*MATERIAL PROVIDED*.

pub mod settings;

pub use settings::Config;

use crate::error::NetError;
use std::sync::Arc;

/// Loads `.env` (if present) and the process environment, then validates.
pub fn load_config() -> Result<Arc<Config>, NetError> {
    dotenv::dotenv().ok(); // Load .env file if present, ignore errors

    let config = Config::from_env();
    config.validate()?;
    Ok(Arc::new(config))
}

*WHAT IS REQUIRED*. Reproduce only the lines running from the one that contains "use crate::error::NetError;" to the last line of the records.

*WRITTEN RESPONSE*.
use crate::error::NetError;
use std::sync::Arc;

/// Loads `.env` (if present) and the process environment, then validates.
pub fn load_config() -> Result<Arc<Config>, NetError> {
    dotenv::dotenv().ok(); // Load .env file if present, ignore errors

    let config = Config::from_env();
    config.validate()?;
    Ok(Arc::new(config))
}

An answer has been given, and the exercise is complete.